▶ _What you need to do_:
Would you return the lines between the one holding "tx.commit()?;" and the one holding "report a disagreement.", inclusive, and only those, exactly as they stand in the listing below?

▶ _Supplied records_:
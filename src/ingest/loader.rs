use std::collections::BTreeMap;
use std::fs;

use chrono::{Local, NaiveDate};
use rusqlite::{Connection, OptionalExtension, Transaction, params};
use tracing::{debug, info, warn};

use crate::config::LoaderConfig;
use crate::error::IngestError;
use crate::ingest::decode::{self, DecodedDocument, metadata_value, parse_loose_date};
use crate::ingest::normalize::{BodyRows, normalizer_for};
use crate::model::{DefinitionCategory, NormalizedItems, SourceFile};
use crate::store::{CopyValue, StagingBuffer, copy_in};
use crate::util::now_utc_string;

const DEFINITION_COLUMNS: &[&str] = &[
    "document_version_id",
    "category",
    "code",
    "group_name",
    "description",
    "taxable",
    "exempt",
    "included",
    "excluded",
    "threshold",
    "reference",
    "comment",
];
const COMPLIANCE_COLUMNS: &[&str] = &[
    "document_version_id",
    "section",
    "question_number",
    "topic",
    "question_text",
    "answer",
    "compliance_met",
    "citation",
    "effective_dates",
    "notes",
];
const PRACTICE_COLUMNS: &[&str] = &[
    "document_version_id",
    "group_name",
    "question_number",
    "question_text",
    "answer",
    "compliance_met",
    "citation",
    "notes",
];

const EFFECTIVE_DATE_KEYS: [&str; 2] = ["Effective Date", "Effective"];
const VERSION_KEYS: [&str; 2] = ["Version", "Version Number"];

#[derive(Debug, Clone)]
pub struct LoadOutcome {
    pub document_version_id: i64,
    pub rows: usize,
    pub effective_date: NaiveDate,
    pub row_errors: usize,
    pub warnings: Vec<String>,
}

/// Loads one file as a single unit: the version row and all of its items
/// commit together or not at all.
pub struct DocumentLoader<'a> {
    config: &'a LoaderConfig,
}

impl<'a> DocumentLoader<'a> {
    pub fn new(config: &'a LoaderConfig) -> Self {
        Self { config }
    }

    pub fn load(
        &self,
        connection: &mut Connection,
        file: &SourceFile,
        digest: Option<&str>,
    ) -> Result<LoadOutcome, IngestError> {
        self.load_inner(connection, file, digest)
            .map_err(|err| err.wrap_load(file.doc_type, &file.region))
    }

    fn load_inner(
        &self,
        connection: &mut Connection,
        file: &SourceFile,
        digest: Option<&str>,
    ) -> Result<LoadOutcome, IngestError> {
        let bytes = fs::read(&file.path)?;
        let document = decode::decode_document(&bytes, &file.path)?;
        let normalizer = normalizer_for(file.doc_type)?;

        let data_start = normalizer
            .classifier()
            .find_data_start(&document.rows, self.config.data_start_fallback);
        debug!(
            doc_type = %normalizer.doc_type(),
            data_start = data_start.index,
            fallback = data_start.fallback_used,
            "resolved data start"
        );
        let mut warnings = Vec::new();
        if data_start.fallback_used {
            warnings.push(format!(
                "no data start found; assumed row {}",
                data_start.index + 1
            ));
        }

        let version = resolve_version(file, &document.metadata, &mut warnings);
        let effective_date = resolve_effective_date(file, &document.metadata, &mut warnings);
        let metadata_json = metadata_json(file, &document, data_start.index)?;

        let tx = connection.transaction()?;
        let document_version_id = insert_document_version(
            &tx,
            file,
            &version,
            effective_date,
            &metadata_json,
            digest,
        )?;

        let output = normalizer.normalize(BodyRows::new(&document.rows, data_start.index), &version)?;
        for error in output.row_errors.errors() {
            debug!(path = %file.path.display(), error = %error, "row rejected");
        }
        output.row_errors.check_threshold(self.config.error_threshold)?;
        warnings.extend(output.warnings.iter().map(ToString::to_string));

        let rows = insert_items(&tx, document_version_id, &output.items)?;
        tx.commit()?;

        for warning in &warnings {
            warn!(path = %file.path.display(), warning = %warning, "layout warning");
        }
        info!(
            doc_type = %file.doc_type,
            region = %file.region,
            version = %version,
            document_version_id,
            rows,
            attempted = output.row_errors.attempted(),
            row_errors = output.row_errors.errors().len(),
            "loaded document"
        );

        Ok(LoadOutcome {
            document_version_id,
            rows,
            effective_date,
            row_errors: output.row_errors.errors().len(),
            warnings,
        })
    }
}

/// The version in the file name wins; the metadata row is only consulted
/// to report a disagreement.
fn resolve_version(file: &SourceFile, metadata: &BTreeMap<String, String>, warnings: &mut Vec<String>) -> String {
    if let Some(declared) = metadata_value(metadata, &VERSION_KEYS)
        && !declared.eq_ignore_ascii_case(&file.version)
    {
        warnings.push(format!(
            "metadata version {declared} differs from file name version {}",
            file.version
        ));
    }
    file.version.clone()
}

/// Capture timestamp from the file name, then the metadata effective date,
/// then today's date.
pub fn resolve_effective_date(
    file: &SourceFile,
    metadata: &BTreeMap<String, String>,
    warnings: &mut Vec<String>,
) -> NaiveDate {
    if let Some(captured_at) = file.captured_at {
        return captured_at.date();
    }
    if let Some(date) = metadata_value(metadata, &EFFECTIVE_DATE_KEYS).and_then(parse_loose_date) {
        return date;
    }
    let today = Local::now().date_naive();
    warnings.push(format!("no usable capture timestamp or effective date; using {today}"));
    today
}

fn metadata_json(file: &SourceFile, document: &DecodedDocument, data_start: usize) -> Result<String, IngestError> {
    let mut metadata = serde_json::Map::new();
    for (key, value) in &document.metadata {
        metadata.insert(key.clone(), serde_json::Value::String(value.clone()));
    }
    metadata.insert(
        "_source_file".to_string(),
        serde_json::Value::String(
            file.path
                .file_name()
                .map(|name| name.to_string_lossy().into_owned())
                .unwrap_or_default(),
        ),
    );
    metadata.insert(
        "_encoding".to_string(),
        serde_json::Value::String(document.encoding.as_str().to_string()),
    );
    metadata.insert("_data_start".to_string(), serde_json::Value::from(data_start));
    Ok(serde_json::to_string(&metadata)?)
}

fn insert_document_version(
    tx: &Transaction<'_>,
    file: &SourceFile,
    version: &str,
    effective_date: NaiveDate,
    metadata_json: &str,
    digest: Option<&str>,
) -> Result<i64, IngestError> {
    let id = tx
        .query_row(
            "INSERT INTO document_versions(
               region, doc_type, version, effective_date, metadata, source_digest, loaded_at
             ) VALUES (?1, ?2, ?3, ?4, ?5, ?6, ?7)
             RETURNING document_version_id",
            params![
                file.region,
                file.doc_type.as_str(),
                version,
                effective_date.format("%Y-%m-%d").to_string(),
                metadata_json,
                digest,
                now_utc_string(),
            ],
            |row| row.get::<_, i64>(0),
        )
        .optional()?;
    id.ok_or_else(|| IngestError::Insert("document version insert returned no identifier".to_string()))
}

fn insert_items(tx: &Transaction<'_>, document_version_id: i64, items: &NormalizedItems) -> Result<usize, IngestError> {
    debug!(
        document_version_id,
        items = items.len(),
        admin = items.definitions_in(DefinitionCategory::Admin),
        product = items.definitions_in(DefinitionCategory::Product),
        holiday = items.definitions_in(DefinitionCategory::Holiday),
        "staging items"
    );
    let buffer = match items {
        NormalizedItems::Definitions(items) => {
            let mut buffer = StagingBuffer::new("definition_items", DEFINITION_COLUMNS);
            for item in items {
                buffer.push_row(&[
                    CopyValue::Int(document_version_id),
                    CopyValue::Text(item.category.as_str()),
                    CopyValue::Text(&item.code),
                    CopyValue::from(item.group_name.as_deref()),
                    CopyValue::Text(&item.description),
                    CopyValue::from(item.taxable),
                    CopyValue::from(item.exempt),
                    CopyValue::from(item.included),
                    CopyValue::from(item.excluded),
                    CopyValue::from(item.threshold),
                    CopyValue::from(item.reference.as_deref()),
                    CopyValue::from(item.comment.as_deref()),
                ])?;
            }
            buffer
        }
        NormalizedItems::Compliance(items) => {
            let mut buffer = StagingBuffer::new("compliance_items", COMPLIANCE_COLUMNS);
            for item in items {
                buffer.push_row(&[
                    CopyValue::Int(document_version_id),
                    CopyValue::Text(&item.section),
                    CopyValue::Text(&item.question_number),
                    CopyValue::Text(&item.topic),
                    CopyValue::Text(&item.question_text),
                    CopyValue::Text(&item.answer),
                    CopyValue::from(item.compliance_met),
                    CopyValue::Text(&item.citation),
                    CopyValue::Text(&item.effective_dates),
                    CopyValue::Text(&item.notes),
                ])?;
            }
            buffer
        }
        NormalizedItems::Practices(items) => {
            let mut buffer = StagingBuffer::new("practice_items", PRACTICE_COLUMNS);
            for item in items {
                buffer.push_row(&[
                    CopyValue::Int(document_version_id),
                    CopyValue::Text(&item.group_name),
                    CopyValue::Text(&item.question_number),
                    CopyValue::Text(&item.question_text),
                    CopyValue::Text(&item.answer),
                    CopyValue::from(item.compliance_met),
                    CopyValue::Text(&item.citation),
                    CopyValue::Text(&item.notes),
                ])?;
            }
            buffer
        }
    };

    copy_in(tx, &buffer)
}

▶ _Answer section_:
        tx.commit()?;

        for warning in &warnings {
            warn!(path = %file.path.display(), warning = %warning, "layout warning");
        }
        info!(
            doc_type = %file.doc_type,
            region = %file.region,
            version = %version,
            document_version_id,
            rows,
            attempted = output.row_errors.attempted(),
            row_errors = output.row_errors.errors().len(),
            "loaded document"
        );

        Ok(LoadOutcome {
            document_version_id,
            rows,
            effective_date,
            row_errors: output.row_errors.errors().len(),
            warnings,
        })
    }
}

/// The version in the file name wins; the metadata row is only consulted
/// to report a disagreement.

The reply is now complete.